Go over the records and copy every line with the string "AgentNotFound".

++++ MATERIALS PROVIDED

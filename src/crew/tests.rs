//! Tests for agent/task construction and pipeline ordering.

use super::*;
use crate::error::CrewError;
use crate::test_support::flow_docs;

fn build(agents: &str, tasks: &str) -> crate::error::Result<ResolvedPipeline> {
    let docs = flow_docs("demo", agents, tasks);
    build_pipeline(&docs, &CapabilityRegistry::builtin())
}

fn context_keys(pipeline: &ResolvedPipeline, key: &str) -> Vec<String> {
    let task = pipeline.find_task(key).unwrap();
    pipeline
        .context_of(task)
        .map(|t| t.key.clone())
        .collect()
}

fn order_keys(pipeline: &ResolvedPipeline) -> Vec<String> {
    pipeline
        .execution_order()
        .iter()
        .map(|id| pipeline.task(*id).key.clone())
        .collect()
}

#[test]
fn test_single_task_bound_to_reviewer() {
    let pipeline = build(
        "reviewer:\n  role: Reviewer\n",
        "t1:\n  description: Hello\n  agent: reviewer\n",
    )
    .unwrap();

    assert_eq!(pipeline.tasks().len(), 1);
    let task = &pipeline.tasks()[0];
    assert_eq!(task.description, "Hello");
    assert_eq!(pipeline.agent_for(task).key, "reviewer");
    assert!(task.context.is_empty());
}

#[test]
fn test_forward_context_reference_resolves() {
    let agents = "A:\n  role: Alpha\nB:\n  role: Beta\n";
    let tasks = r#"
t2:
  agent: B
  context: [t1]
t1:
  agent: A
"#;
    let pipeline = build(agents, tasks).unwrap();

    let declared: Vec<_> = pipeline.tasks().iter().map(|t| t.key.as_str()).collect();
    assert_eq!(declared, vec!["t2", "t1"]);
    assert_eq!(context_keys(&pipeline, "t2"), vec!["t1"]);
    assert_eq!(order_keys(&pipeline), vec!["t1", "t2"]);
}

#[test]
fn test_unknown_agent_aborts_construction() {
    let err = build(
        "reviewer:\n  role: Reviewer\n",
        "t1:\n  agent: reviewer\nt2:\n  agent: ghost\n",
    )
    .unwrap_err();

    match err {
        CrewError::AgentNotFound {
            task,
            reference,
            available,
        } => {
            assert_eq!(task, "t2");
            assert_eq!(reference, "ghost");
            assert!(available.contains("reviewer"));
        }
        other => panic!("expected AgentNotFound, got {:?}", other),
    }
}

#[test]
fn test_missing_agent_field_is_fatal() {
    let err = build("a:\n  role: A\n", "t1:\n  description: orphan\n").unwrap_err();
    assert!(matches!(err, CrewError::AgentNotFound { .. }));
}

#[test]
fn test_unknown_context_reference_is_dropped() {
    let pipeline = build(
        "a:\n  role: A\n",
        "t1:\n  agent: a\nt2:\n  agent: a\n  context: [t1, nowhere]\n",
    )
    .unwrap();

    assert_eq!(context_keys(&pipeline, "t2"), vec!["t1"]);
}

#[test]
fn test_self_and_duplicate_context_references() {
    let pipeline = build(
        "a:\n  role: A\n",
        "t1:\n  agent: a\nt2:\n  agent: a\n  context: [t2, t1, t1]\n",
    )
    .unwrap();

    assert_eq!(context_keys(&pipeline, "t2"), vec!["t1"]);
}

#[test]
fn test_key_lookup_beats_role_fallback() {
    // "writer" is agent two's key and agent one's role.
    let agents = r#"
first:
  role: writer
writer:
  role: Editor
"#;
    let pipeline = build(agents, "t:\n  agent: writer\n").unwrap();
    assert_eq!(pipeline.agent_for(&pipeline.tasks()[0]).key, "writer");
}

#[test]
fn test_role_fallback_first_declared_wins() {
    let agents = r#"
one:
  role: Analyst
two:
  role: Analyst
"#;
    let pipeline = build(agents, "t:\n  agent: Analyst\n").unwrap();
    assert_eq!(pipeline.agent_for(&pipeline.tasks()[0]).key, "one");
}

#[test]
fn test_agent_alias_lookup() {
    let agents = "researcher:\n  role: Researcher\n  name: scout\n";
    let pipeline = build(agents, "t:\n  agent: scout\n").unwrap();
    assert_eq!(pipeline.agent_for(&pipeline.tasks()[0]).key, "researcher");
}

#[test]
fn test_agent_alias_never_shadows_key() {
    let agents = r#"
alpha:
  role: A
  name: beta
beta:
  role: B
"#;
    let pipeline = build(agents, "t:\n  agent: beta\n").unwrap();
    assert_eq!(pipeline.agent_for(&pipeline.tasks()[0]).key, "beta");
}

#[test]
fn test_duplicate_agent_key_in_list_document() {
    let agents = "- role: Writer\n- role: Writer\n";
    let err = build(agents, "t:\n  agent: Writer\n").unwrap_err();

    match err {
        CrewError::DuplicateKey { kind, key, .. } => {
            assert_eq!(kind, "agent");
            assert_eq!(key, "Writer");
        }
        other => panic!("expected DuplicateKey, got {:?}", other),
    }
}

#[test]
fn test_task_name_alias_in_context() {
    let pipeline = build(
        "a:\n  role: A\n",
        "research:\n  name: findings\n  agent: a\nreport:\n  agent: a\n  context: [findings]\n",
    )
    .unwrap();

    assert_eq!(context_keys(&pipeline, "report"), vec!["research"]);
}

#[test]
fn test_list_and_mapping_documents_build_same_graph() {
    let mapping = build(
        "Writer:\n  role: Writer\n",
        "task_0:\n  agent: Writer\ntask_1:\n  agent: Writer\n  context: [task_0]\n",
    )
    .unwrap();
    let list = build(
        "- role: Writer\n",
        "- agent: Writer\n- agent: Writer\n  context: [task_0]\n",
    )
    .unwrap();

    assert_eq!(mapping.tasks(), list.tasks());
    assert_eq!(mapping.agents(), list.agents());
}

#[test]
fn test_unknown_tool_dropped_agent_kept() {
    let agents = "a:\n  role: A\n  tools: [web_search, telepathy, search]\n";
    let pipeline = build(agents, "t:\n  agent: a\n").unwrap();

    let tools: Vec<_> = pipeline.agents()[0]
        .tools
        .iter()
        .map(|t| t.name.as_str())
        .collect();
    assert_eq!(tools, vec!["web_search"]);
}

#[test]
fn test_context_cycle_rejected() {
    let err = build(
        "a:\n  role: A\n",
        "x:\n  agent: a\n  context: [y]\ny:\n  agent: a\n  context: [x]\n",
    )
    .unwrap_err();

    match err {
        CrewError::ContextCycle { tasks } => {
            assert_eq!(tasks.first(), tasks.last());
            assert!(tasks.contains(&"x".to_string()));
            assert!(tasks.contains(&"y".to_string()));
        }
        other => panic!("expected ContextCycle, got {:?}", other),
    }
}

#[test]
fn test_execution_order_is_stable_topological() {
    let tasks = r#"
report:
  agent: a
  context: [analysis, notes]
notes:
  agent: a
analysis:
  agent: a
  context: [research]
research:
  agent: a
"#;
    let pipeline = build("a:\n  role: A\n", tasks).unwrap();
    assert_eq!(
        order_keys(&pipeline),
        vec!["notes", "research", "analysis", "report"]
    );
}

#[test]
fn test_execution_order_matches_declaration_when_already_ordered() {
    let tasks = "one:\n  agent: a\ntwo:\n  agent: a\n  context: [one]\nthree:\n  agent: a\n";
    let pipeline = build("a:\n  role: A\n", tasks).unwrap();
    assert_eq!(order_keys(&pipeline), vec!["one", "two", "three"]);
}

#[test]
fn test_async_flag_passed_through() {
    let pipeline = build(
        "a:\n  role: A\n",
        "t1:\n  agent: a\n  async_execution: true\nt2:\n  agent: a\n",
    )
    .unwrap();

    assert!(pipeline.tasks()[0].async_execution);
    assert!(!pipeline.tasks()[1].async_execution);
}

#[test]
fn test_flow_without_tasks_is_config_error() {
    let err = build("a:\n  role: A\n", "").unwrap_err();
    assert!(matches!(err, CrewError::Config(_)));
}

#[test]
fn test_placeholders_collected_from_descriptions() {
    let pipeline = build(
        "a:\n  role: A\n",
        "t1:\n  agent: a\n  description: \"Study {business_description} in {{braces}}\"\nt2:\n  agent: a\n  description: \"Compare with { region }\"\n",
    )
    .unwrap();

    let names: Vec<_> = pipeline.placeholders().into_iter().collect();
    assert_eq!(names, vec!["business_description", "region"]);
}

#[test]
fn test_render_plan_lists_tasks_in_order() {
    let pipeline = build(
        "rev:\n  role: Reviewer\n  llm: gemini/gemini-1.5-pro\n",
        "b:\n  agent: rev\n  context: [a]\na:\n  agent: rev\n  async_execution: true\n",
    )
    .unwrap();

    let plan = pipeline.render_plan();
    assert!(plan.contains("# Plan: demo"));
    assert!(plan.contains("gemini/gemini-1.5-pro"));
    let a_pos = plan.find("**a** -> rev [async]").unwrap();
    let b_pos = plan.find("**b** -> rev").unwrap();
    assert!(a_pos < b_pos);
    assert!(plan.contains("context: a"));
}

++++++++

### EXERCISE RESPONSE
        CrewError::AgentNotFound {
        other => panic!("expected AgentNotFound, got {:?}", other),
    assert!(matches!(err, CrewError::AgentNotFound { .. }));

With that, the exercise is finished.